**EXERCISE BRIEF**
In the listing that follows, locate the line containing "value is a string." and the line containing "pub fn is_number_type(&self)". Retype exactly those two lines and every line between them, and nothing more.

**DATA FOR ANALYSIS**
◆ ◆ ◆ ◆

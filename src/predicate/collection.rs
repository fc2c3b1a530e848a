//! Collection predicates

use super::combinators::Predicate;
use crate::value::{ToValue, Value};

/// Predicate that checks a value equals one of a fixed set of candidates.
#[derive(Clone, Debug)]
pub struct InSlice(pub Vec<Value>);

impl Predicate for InSlice {
    #[inline]
    fn check(&self, value: &Value) -> bool {
        self.0.iter().any(|candidate| value.equal_to(candidate))
    }
}

/// Create a predicate that checks membership using coercing equality.
///
/// # Example
///
/// ```rust
/// use weir::predicate::*;
/// use weir::ToValue;
///
/// let p = in_slice([1, 2, 3]);
/// assert!(p.check(&2.0_f64.to_value()));
/// assert!(!p.check(&4_u8.to_value()));
/// ```
pub fn in_slice<I, T>(candidates: I) -> InSlice
where
    I: IntoIterator<Item = T>,
    T: ToValue,
{
    InSlice(candidates.into_iter().map(|c| c.to_value()).collect())
}

/// Predicate that checks a list contains an element.
#[derive(Clone, Debug)]
pub struct ContainsElement(pub Value);

impl Predicate for ContainsElement {
    #[inline]
    fn check(&self, value: &Value) -> bool {
        match value.absolute() {
            crate::value::Absolute::List(items) => items.iter().any(|item| item.equal_to(&self.0)),
            _ => false,
        }
    }
}

/// Create a predicate that checks a list contains `element`.
pub fn contains_element(element: impl ToValue) -> ContainsElement {
    ContainsElement(element.to_value())
}
//! Value normalization and cross-type comparison
//!
//! Every check in a chain operates on a [`Value`]: a normalized, owned view of
//! whatever the caller handed in. Normalizing first lets a single set of
//! comparisons serve integers of every width, floats, strings, optional
//! ("pointer-like") values and caller-defined newtypes without per-type code.
//!
//! # Coercion rules
//!
//! - Numbers of any width (and newtypes over them) compare through `f64`.
//! - Strings order lexicographically.
//! - A nil value is never ordered: every ordering against nil is `false`.
//! - Equality first tries strict structural identity, then numeric coercion,
//!   then deep structural equality.
//!
//! # Example
//!
//! ```
//! use weir::{named_value, ToValue, Value};
//!
//! struct Age(i32);
//! named_value!(Age(i32));
//!
//! let age = Age(10).to_value();
//! assert!(age.equal_to(&10u8.to_value()));
//! assert!(age.equal_to(&10.0_f64.to_value()));
//! assert!(!age.equal_to(&"10".to_value()));
//! assert!(Value::nil().equal_to(&Value::nil()));
//! assert!(!Value::nil().greater_or_equal_to(&Value::nil()));
//! ```

use std::cmp::Ordering;
use std::collections::{BTreeMap, HashMap};
use std::fmt;
use std::hash::BuildHasher;
use std::rc::Rc;
use std::sync::{Arc, OnceLock};

/// Primitive numeric representation a number-like value was built from.
#[derive(Debug, Clone, Copy, PartialEq, Eq, Hash)]
pub enum NumberKind {
    /// `i8`
    I8,
    /// `i16`
    I16,
    /// `i32`
    I32,
    /// `i64`
    I64,
    /// `isize`
    Isize,
    /// `u8`
    U8,
    /// `u16`
    U16,
    /// `u32`
    U32,
    /// `u64`
    U64,
    /// `usize`
    Usize,
    /// `f32`
    F32,
    /// `f64`
    F64,
}

/// Widened storage for a number-like value.
#[derive(Debug, Clone, Copy, PartialEq)]
pub enum Number {
    /// Any signed integer width.
    Int(i64),
    /// Any unsigned integer width.
    Uint(u64),
    /// Any float width.
    Float(f64),
}

impl Number {
    /// Convert to `f64`. Integers beyond 2^53 lose precision.
    pub fn to_f64(self) -> f64 {
        match self {
            Number::Int(n) => n as f64,
            Number::Uint(n) => n as f64,
            Number::Float(n) => n,
        }
    }
}

/// The dereferenced content of a [`Value`].
#[derive(Debug, Clone, PartialEq)]
pub enum Absolute {
    /// Absent value (`None`, a nil pointer).
    Nil,
    /// A boolean.
    Bool(bool),
    /// A single character.
    Char(char),
    /// A number of the given primitive kind.
    Number(NumberKind, Number),
    /// A string.
    Str(String),
    /// An ordered container.
    List(Vec<Value>),
    /// A keyed container.
    Map(BTreeMap<String, Value>),
    /// A value that can only be rendered as text.
    Opaque(String),
}

/// A normalized value under validation.
///
/// Conversions to `f64` and to text are computed lazily, at most once.
#[derive(Clone)]
pub struct Value {
    absolute: Absolute,
    type_name: Option<&'static str>,
    indirect: bool,
    float: OnceLock<f64>,
    text: OnceLock<String>,
}

impl Value {
    /// Wrap an already-normalized absolute value.
    pub fn from_absolute(absolute: Absolute) -> Self {
        Value {
            absolute,
            type_name: None,
            indirect: false,
            float: OnceLock::new(),
            text: OnceLock::new(),
        }
    }

    /// The nil value.
    pub fn nil() -> Self {
        Value::from_absolute(Absolute::Nil)
    }

    /// Mark `inner` as the representation of a caller-defined named type.
    ///
    /// A named number stays number-like, a named string stays string-like,
    /// but strict identity only holds between values of the same named type.
    pub fn named(type_name: &'static str, inner: Value) -> Self {
        Value {
            type_name: Some(type_name),
            ..inner
        }
    }

    /// A value that renders as `text` and is only equal to an identical opaque value.
    pub fn opaque(type_name: &'static str, text: impl Into<String>) -> Self {
        Value::named(type_name, Value::from_absolute(Absolute::Opaque(text.into())))
    }

    /// Record that this value was reached through one level of indirection.
    pub fn into_indirect(mut self) -> Self {
        self.indirect = true;
        self
    }

    pub(crate) fn number(kind: NumberKind, number: Number) -> Self {
        Value::from_absolute(Absolute::Number(kind, number))
    }

    /// The dereferenced content.
    pub fn absolute(&self) -> &Absolute {
        &self.absolute
    }

    /// Name of the caller-defined type, when built via [`Value::named`].
    pub fn type_name(&self) -> Option<&'static str> {
        self.type_name
    }

    /// Whether the input was optional/boxed/shared rather than a plain value.
    pub fn is_indirect(&self) -> bool {
        self.indirect
    }

    /// Whether the absolute value is absent.
    pub fn is_nil(&self) -> bool {
        matches!(self.absolute, Absolute::Nil)
    }

    /// Whether the absolute value is a string.
    pub fn is_string(&self) -> bool {
        matches!(self.absolute, Absolute::Str(_))
    }

    /// Whether the absolute value is number-like (any width, named or not).
    pub fn is_number(&self) -> bool {
        matches!(self.absolute, Absolute::Number(..))
    }

    /// Whether this is a caller-defined named type over a number.
    pub fn is_number_type(&self) -> bool {
        self.is_number() && self.is_named_type()
    }

    /// Whether this value was built from a caller-defined named type.
    pub fn is_named_type(&self) -> bool {
        self.type_name.is_some()
    }

    /// Whether the absolute value is a boolean.
    pub fn is_bool(&self) -> bool {
        matches!(self.absolute, Absolute::Bool(_))
    }

    /// False for containers (lists and maps), true otherwise.
    pub fn is_comparable_type(&self) -> bool {
        !matches!(self.absolute, Absolute::List(_) | Absolute::Map(_))
    }

    /// The number kind, if number-like.
    pub fn number_kind(&self) -> Option<NumberKind> {
        match self.absolute {
            Absolute::Number(kind, _) => Some(kind),
            _ => None,
        }
    }

    /// Borrow the string content, if this is a string.
    pub fn as_str(&self) -> Option<&str> {
        match &self.absolute {
            Absolute::Str(s) => Some(s),
            _ => None,
        }
    }

    /// The boolean content, if this is a boolean.
    pub fn as_bool(&self) -> Option<bool> {
        match self.absolute {
            Absolute::Bool(b) => Some(b),
            _ => None,
        }
    }

    /// Canonical numeric form.
    ///
    /// Numbers convert directly. Strings are parsed and yield `0.0` when they
    /// are not numeric; this lossy fallback is intentional and stable.
    /// Everything else yields `0.0`.
    pub fn as_f64(&self) -> f64 {
        *self.float.get_or_init(|| match &self.absolute {
            Absolute::Number(_, n) => n.to_f64(),
            Absolute::Str(s) => s.parse::<f64>().unwrap_or(0.0),
            _ => 0.0,
        })
    }

    /// Canonical text form, used when embedding values into messages.
    pub fn as_string(&self) -> &str {
        self.text.get_or_init(|| render_text(&self.absolute))
    }

    /// Element count for strings (characters), lists and maps.
    pub fn len(&self) -> Option<usize> {
        match &self.absolute {
            Absolute::Str(s) => Some(s.chars().count()),
            Absolute::List(items) => Some(items.len()),
            Absolute::Map(entries) => Some(entries.len()),
            _ => None,
        }
    }

    /// Whether this is a string, list or map with no elements.
    ///
    /// Values without a length are never empty.
    pub fn is_empty(&self) -> bool {
        match &self.absolute {
            Absolute::Str(s) => s.is_empty(),
            Absolute::List(items) => items.is_empty(),
            Absolute::Map(entries) => entries.is_empty(),
            _ => false,
        }
    }

    /// Strict identity: both comparable, same named type, same kind and content.
    pub fn identical(&self, other: &Value) -> bool {
        self.is_comparable_type() && other.is_comparable_type() && self == other
    }

    /// Equality with numeric coercion.
    pub fn equal_to(&self, other: &Value) -> bool {
        if self.identical(other) {
            return true;
        }
        if self.is_nil() || other.is_nil() {
            return false;
        }
        if self.is_number() && other.is_number() {
            return self.as_f64() == other.as_f64();
        }
        self == other
    }

    /// `self > other` under the coercion rules; `false` when unordered.
    pub fn greater_than(&self, other: &Value) -> bool {
        matches!(self.order(other), Some(Ordering::Greater))
    }

    /// `self >= other` under the coercion rules; `false` when unordered.
    pub fn greater_or_equal_to(&self, other: &Value) -> bool {
        matches!(self.order(other), Some(Ordering::Greater | Ordering::Equal))
    }

    /// `self < other` under the coercion rules; `false` when unordered.
    pub fn less_than(&self, other: &Value) -> bool {
        matches!(self.order(other), Some(Ordering::Less))
    }

    /// `self <= other` under the coercion rules; `false` when unordered.
    pub fn less_or_equal_to(&self, other: &Value) -> bool {
        matches!(self.order(other), Some(Ordering::Less | Ordering::Equal))
    }

    fn order(&self, other: &Value) -> Option<Ordering> {
        if self.is_nil() || other.is_nil() {
            return None;
        }
        if self.is_number() && other.is_number() {
            return self.as_f64().partial_cmp(&other.as_f64());
        }
        match (&self.absolute, &other.absolute) {
            (Absolute::Str(a), Absolute::Str(b)) => Some(a.cmp(b)),
            _ => None,
        }
    }
}

fn render_text(absolute: &Absolute) -> String {
    match absolute {
        Absolute::Nil => "nil".to_string(),
        Absolute::Bool(b) => b.to_string(),
        Absolute::Char(c) => c.to_string(),
        // f32 renders from its own width so 0.1f32 prints as "0.1"
        Absolute::Number(NumberKind::F32, Number::Float(n)) => (*n as f32).to_string(),
        Absolute::Number(_, Number::Float(n)) => n.to_string(),
        Absolute::Number(_, Number::Int(n)) => n.to_string(),
        Absolute::Number(_, Number::Uint(n)) => n.to_string(),
        Absolute::Str(s) => s.clone(),
        Absolute::List(items) => {
            let parts: Vec<&str> = items.iter().map(Value::as_string).collect();
            format!("[{}]", parts.join(", "))
        }
        Absolute::Map(entries) => {
            let parts: Vec<String> = entries
                .iter()
                .map(|(k, v)| format!("{}: {}", k, v.as_string()))
                .collect();
            format!("{{{}}}", parts.join(", "))
        }
        Absolute::Opaque(text) => text.clone(),
    }
}

impl PartialEq for Value {
    fn eq(&self, other: &Self) -> bool {
        self.type_name == other.type_name && self.absolute == other.absolute
    }
}

impl fmt::Debug for Value {
    fn fmt(&self, f: &mut fmt::Formatter<'_>) -> fmt::Result {
        f.debug_struct("Value")
            .field("absolute", &self.absolute)
            .field("type_name", &self.type_name)
            .field("indirect", &self.indirect)
            .finish()
    }
}

impl fmt::Display for Value {
    fn fmt(&self, f: &mut fmt::Formatter<'_>) -> fmt::Result {
        f.write_str(self.as_string())
    }
}

/// Conversion into a normalized [`Value`].
///
/// Implemented for primitives, strings, containers and the common
/// indirections (`Option`, `Box`, `Rc`, `Arc`, references). Use
/// [`named_value!`](crate::named_value) for newtypes over a primitive.
pub trait ToValue {
    /// Normalize `self`.
    fn to_value(&self) -> Value;
}

macro_rules! impl_to_value_number {
    ($($ty:ty => $kind:ident as $variant:ident($wide:ty)),+ $(,)?) => {
        $(
            impl ToValue for $ty {
                #[inline]
                fn to_value(&self) -> Value {
                    Value::number(NumberKind::$kind, Number::$variant(*self as $wide))
                }
            }
        )+
    };
}

impl_to_value_number!(
    i8 => I8 as Int(i64),
    i16 => I16 as Int(i64),
    i32 => I32 as Int(i64),
    i64 => I64 as Int(i64),
    isize => Isize as Int(i64),
    u8 => U8 as Uint(u64),
    u16 => U16 as Uint(u64),
    u32 => U32 as Uint(u64),
    u64 => U64 as Uint(u64),
    usize => Usize as Uint(u64),
    f32 => F32 as Float(f64),
    f64 => F64 as Float(f64),
);

impl ToValue for bool {
    fn to_value(&self) -> Value {
        Value::from_absolute(Absolute::Bool(*self))
    }
}

impl ToValue for char {
    fn to_value(&self) -> Value {
        Value::from_absolute(Absolute::Char(*self))
    }
}

impl ToValue for str {
    fn to_value(&self) -> Value {
        Value::from_absolute(Absolute::Str(self.to_owned()))
    }
}

impl ToValue for String {
    fn to_value(&self) -> Value {
        self.as_str().to_value()
    }
}

impl ToValue for Value {
    fn to_value(&self) -> Value {
        self.clone()
    }
}

impl<T: ToValue + ?Sized> ToValue for &T {
    fn to_value(&self) -> Value {
        (**self).to_value()
    }
}

impl<T: ToValue> ToValue for Option<T> {
    fn to_value(&self) -> Value {
        match self {
            Some(inner) => inner.to_value().into_indirect(),
            None => Value::nil().into_indirect(),
        }
    }
}

impl<T: ToValue + ?Sized> ToValue for Box<T> {
    fn to_value(&self) -> Value {
        (**self).to_value().into_indirect()
    }
}

impl<T: ToValue + ?Sized> ToValue for Rc<T> {
    fn to_value(&self) -> Value {
        (**self).to_value().into_indirect()
    }
}

impl<T: ToValue + ?Sized> ToValue for Arc<T> {
    fn to_value(&self) -> Value {
        (**self).to_value().into_indirect()
    }
}

impl<T: ToValue> ToValue for [T] {
    fn to_value(&self) -> Value {
        Value::from_absolute(Absolute::List(self.iter().map(ToValue::to_value).collect()))
    }
}

impl<T: ToValue, const N: usize> ToValue for [T; N] {
    fn to_value(&self) -> Value {
        self.as_slice().to_value()
    }
}

impl<T: ToValue> ToValue for Vec<T> {
    fn to_value(&self) -> Value {
        self.as_slice().to_value()
    }
}

impl<K: fmt::Display, V: ToValue, S: BuildHasher> ToValue for HashMap<K, V, S> {
    fn to_value(&self) -> Value {
        let entries = self
            .iter()
            .map(|(k, v)| (k.to_string(), v.to_value()))
            .collect();
        Value::from_absolute(Absolute::Map(entries))
    }
}

impl<K: fmt::Display, V: ToValue> ToValue for BTreeMap<K, V> {
    fn to_value(&self) -> Value {
        let entries = self
            .iter()
            .map(|(k, v)| (k.to_string(), v.to_value()))
            .collect();
        Value::from_absolute(Absolute::Map(entries))
    }
}

/// Implement [`ToValue`] for tuple newtypes over a primitive.
///
/// The resulting values behave like their representation in comparisons and
/// remember the newtype's name for strict identity.
///
/// # Example
///
/// ```
/// use weir::{named_value, ToValue};
///
/// struct Celsius(f32);
/// struct Username(String);
/// named_value!(Celsius(f32), Username(String));
///
/// let temp = Celsius(21.5).to_value();
/// assert!(temp.is_number_type());
/// assert!(temp.greater_than(&21_i32.to_value()));
/// assert_eq!(Username("ada".into()).to_value().as_str(), Some("ada"));
/// ```
#[macro_export]
macro_rules! named_value {
    ($($name:ident($repr:ty)),+ $(,)?) => {
        $(
            impl $crate::ToValue for $name {
                fn to_value(&self) -> $crate::Value {
                    let repr: &$repr = &self.0;
                    $crate::Value::named(stringify!($name), $crate::ToValue::to_value(repr))
                }
            }
        )+
    };
}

◆ ◆ ◆ ◆

**SOLUTION TO THE EXERCISE**
    /// Whether the absolute value is a string.
    pub fn is_string(&self) -> bool {
        matches!(self.absolute, Absolute::Str(_))
    }

    /// Whether the absolute value is number-like (any width, named or not).
    pub fn is_number(&self) -> bool {
        matches!(self.absolute, Absolute::Number(..))
    }

    /// Whether this is a caller-defined named type over a number.
    pub fn is_number_type(&self) -> bool {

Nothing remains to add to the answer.